//! Tracked-game session and score baseline
//!
//! A session is created for the first observed game id and torn down on any
//! game id change, any score decrease, or a manual team change. A reset
//! rebaselines on the triggering observation's score so that a process
//! started mid-game never manufactures goals for score already on the board.

use crate::error::EngineError;
use crate::models::{ScoreSignature, Side, Source, TeamInfo};
use crate::observation::Observation;
use log::{debug, info};
use std::collections::HashMap;

/// Identity of the tracked game
#[derive(Debug, Clone, PartialEq)]
pub struct GameSession {
    pub game_id: String,
    pub tracked_side: Side,
    pub home: TeamInfo,
    pub away: TeamInfo,
}

impl GameSession {
    /// Build a session, locating the tracked team on either side
    pub fn resolve(
        game_id: &str,
        home: &TeamInfo,
        away: &TeamInfo,
        tracked_abbrev: &str,
    ) -> Result<Self, EngineError> {
        let tracked_side = if home.matches_abbrev(tracked_abbrev) {
            Side::Home
        } else if away.matches_abbrev(tracked_abbrev) {
            Side::Away
        } else {
            return Err(EngineError::UnresolvableTeam {
                tracked: tracked_abbrev.to_string(),
                home: home.abbrev.clone(),
                away: away.abbrev.clone(),
            });
        };

        Ok(Self {
            game_id: game_id.to_string(),
            tracked_side,
            home: home.clone(),
            away: away.clone(),
        })
    }

    pub fn is_home(&self) -> bool {
        self.tracked_side == Side::Home
    }

    pub fn team(&self, side: Side) -> &TeamInfo {
        match side {
            Side::Home => &self.home,
            Side::Away => &self.away,
        }
    }

    pub fn tracked_team(&self) -> &TeamInfo {
        self.team(self.tracked_side)
    }

    pub fn opponent_team(&self) -> &TeamInfo {
        self.team(self.tracked_side.opposite())
    }

    pub fn my_score(&self, score: &ScoreSignature) -> u16 {
        score.score_for(self.tracked_side)
    }

    pub fn opp_score(&self, score: &ScoreSignature) -> u16 {
        score.score_for(self.tracked_side.opposite())
    }
}

#[derive(Debug, Clone, Copy, PartialEq, Eq)]
pub enum ResetReason {
    NewGame,
    ScoreDecrease,
    TeamChange,
    CorruptState,
}

impl ResetReason {
    pub fn as_str(&self) -> &'static str {
        match self {
            ResetReason::NewGame => "new_game",
            ResetReason::ScoreDecrease => "score_decrease",
            ResetReason::TeamChange => "team_change",
            ResetReason::CorruptState => "corrupt_state",
        }
    }
}

#[derive(Debug, Clone, Copy, PartialEq, Eq)]
pub enum SessionChange {
    Unchanged,
    Reset(ResetReason),
}

/// Result of folding one observation into the session
#[derive(Debug, Clone, Copy, PartialEq, Eq)]
pub struct SessionUpdate {
    pub change: SessionChange,
    /// Merged score before this observation
    pub previous: ScoreSignature,
    /// Merged score after this observation
    pub current: ScoreSignature,
}

impl SessionUpdate {
    pub fn is_reset(&self) -> bool {
        matches!(self.change, SessionChange::Reset(_))
    }

    /// True when the merged score went up
    pub fn score_increased(&self) -> bool {
        !self.is_reset() && self.current != self.previous
    }
}

#[derive(Debug, Default)]
pub struct SessionState {
    session: Option<GameSession>,
    score: ScoreSignature,
    /// Last score reported by each feed; a decrease is judged per feed so a
    /// lagging feed is not mistaken for a reset
    last_by_source: HashMap<Source, ScoreSignature>,
}

impl SessionState {
    pub fn new() -> Self {
        Self::default()
    }

    pub fn session(&self) -> Option<&GameSession> {
        self.session.as_ref()
    }

    pub fn score(&self) -> ScoreSignature {
        self.score
    }

    /// Fold an observation into the session, resetting when required
    pub fn observe(
        &mut self,
        obs: &Observation,
        tracked_abbrev: &str,
    ) -> Result<SessionUpdate, EngineError> {
        let same_game = self
            .session
            .as_ref()
            .map_or(false, |s| s.game_id == obs.game_id);

        if !same_game {
            // Resolve before touching state: an unrelated game is dropped,
            // not allowed to tear down the current one
            let session = GameSession::resolve(&obs.game_id, &obs.home, &obs.away, tracked_abbrev)?;
            info!(
                "New session for game {}: {} vs {} (tracking {}), baseline {}",
                session.game_id,
                session.home.abbrev,
                session.away.abbrev,
                session.tracked_team().abbrev,
                obs.score
            );
            self.rebaseline(session, obs);
            return Ok(self.reset_update(ResetReason::NewGame));
        }

        let decreased = self
            .last_by_source
            .get(&obs.source)
            .map_or(false, |prev| obs.score.decreased_from(prev));
        if decreased {
            info!(
                "Score decreased on {} for game {} ({} -> {}); resetting session",
                obs.source.as_str(),
                obs.game_id,
                self.last_by_source.get(&obs.source).copied().unwrap_or_default(),
                obs.score
            );
            let session = GameSession::resolve(&obs.game_id, &obs.home, &obs.away, tracked_abbrev)?;
            self.rebaseline(session, obs);
            return Ok(self.reset_update(ResetReason::ScoreDecrease));
        }

        self.last_by_source.insert(obs.source, obs.score);
        let previous = self.score;
        self.score = self.score.componentwise_max(&obs.score);
        if self.score != previous {
            debug!("Score {} -> {} via {}", previous, self.score, obs.source.as_str());
        }

        Ok(SessionUpdate {
            change: SessionChange::Unchanged,
            previous,
            current: self.score,
        })
    }

    /// Drop the session entirely; the next observation starts a new one
    pub fn clear(&mut self) {
        self.session = None;
        self.score = ScoreSignature::default();
        self.last_by_source.clear();
    }

    fn rebaseline(&mut self, session: GameSession, obs: &Observation) {
        self.session = Some(session);
        self.score = obs.score;
        self.last_by_source.clear();
        self.last_by_source.insert(obs.source, obs.score);
    }

    fn reset_update(&self, reason: ResetReason) -> SessionUpdate {
        SessionUpdate {
            change: SessionChange::Reset(reason),
            previous: self.score,
            current: self.score,
        }
    }
}

#[cfg(test)]
mod tests {
    use super::*;
    use crate::models::GameStatus;

    fn obs(source: Source, game_id: &str, home: u16, away: u16) -> Observation {
        Observation {
            source,
            game_id: game_id.to_string(),
            status: GameStatus::Live,
            home: TeamInfo::new("TOR", "Toronto Maple Leafs"),
            away: TeamInfo::new("BOS", "Boston Bruins"),
            score: ScoreSignature::new(home, away),
            ..Default::default()
        }
    }

    #[test]
    fn test_first_observation_baselines_on_its_score() {
        let mut state = SessionState::new();
        let update = state.observe(&obs(Source::FeedA, "g1", 2, 1), "BOS").unwrap();

        assert_eq!(update.change, SessionChange::Reset(ResetReason::NewGame));
        assert_eq!(update.current, ScoreSignature::new(2, 1));
        assert!(!update.score_increased());

        let session = state.session().unwrap();
        assert_eq!(session.tracked_side, Side::Away);
        assert_eq!(session.my_score(&update.current), 1);
        assert_eq!(session.opp_score(&update.current), 2);
    }

    #[test]
    fn test_increase_and_lagging_source() {
        let mut state = SessionState::new();
        state.observe(&obs(Source::FeedA, "g1", 0, 0), "TOR").unwrap();

        let update = state.observe(&obs(Source::FeedB, "g1", 1, 0), "TOR").unwrap();
        assert!(update.score_increased());
        assert_eq!(update.previous, ScoreSignature::new(0, 0));

        // Feed A still at 0-0: behind, but not a decrease of its own report
        let update = state.observe(&obs(Source::FeedA, "g1", 0, 0), "TOR").unwrap();
        assert_eq!(update.change, SessionChange::Unchanged);
        assert_eq!(update.current, ScoreSignature::new(1, 0));
    }

    #[test]
    fn test_decrease_forces_reset() {
        let mut state = SessionState::new();
        state.observe(&obs(Source::FeedA, "g1", 3, 2), "TOR").unwrap();

        let update = state.observe(&obs(Source::FeedA, "g1", 0, 0), "TOR").unwrap();
        assert_eq!(update.change, SessionChange::Reset(ResetReason::ScoreDecrease));
        assert_eq!(state.score(), ScoreSignature::new(0, 0));
    }

    #[test]
    fn test_new_game_id_resets() {
        let mut state = SessionState::new();
        state.observe(&obs(Source::FeedA, "g1", 3, 2), "TOR").unwrap();

        let update = state.observe(&obs(Source::FeedB, "g2", 1, 0), "TOR").unwrap();
        assert_eq!(update.change, SessionChange::Reset(ResetReason::NewGame));
        assert_eq!(state.score(), ScoreSignature::new(1, 0));
        assert_eq!(state.session().unwrap().game_id, "g2");
    }

    #[test]
    fn test_unresolvable_team_keeps_current_session() {
        let mut state = SessionState::new();
        state.observe(&obs(Source::FeedA, "g1", 1, 1), "TOR").unwrap();

        let mut other = obs(Source::FeedA, "g9", 0, 0);
        other.home = TeamInfo::new("MTL", "Montreal Canadiens");
        other.away = TeamInfo::new("OTT", "Ottawa Senators");
        let err = state.observe(&other, "TOR").unwrap_err();

        assert_eq!(err.kind(), "unresolvable_team");
        assert_eq!(state.session().unwrap().game_id, "g1");
        assert_eq!(state.score(), ScoreSignature::new(1, 1));
    }

    #[test]
    fn test_clear() {
        let mut state = SessionState::new();
        state.observe(&obs(Source::FeedA, "g1", 1, 1), "TOR").unwrap();
        state.clear();
        assert!(state.session().is_none());
        assert_eq!(state.score(), ScoreSignature::default());
    }
}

WORK TO COMPLETE
The response must contain every line from the listing above in which the string "other" appears.

ANSWER BOX
        let mut other = obs(Source::FeedA, "g9", 0, 0);
        other.home = TeamInfo::new("MTL", "Montreal Canadiens");
        other.away = TeamInfo::new("OTT", "Ottawa Senators");
        let err = state.observe(&other, "TOR").unwrap_err();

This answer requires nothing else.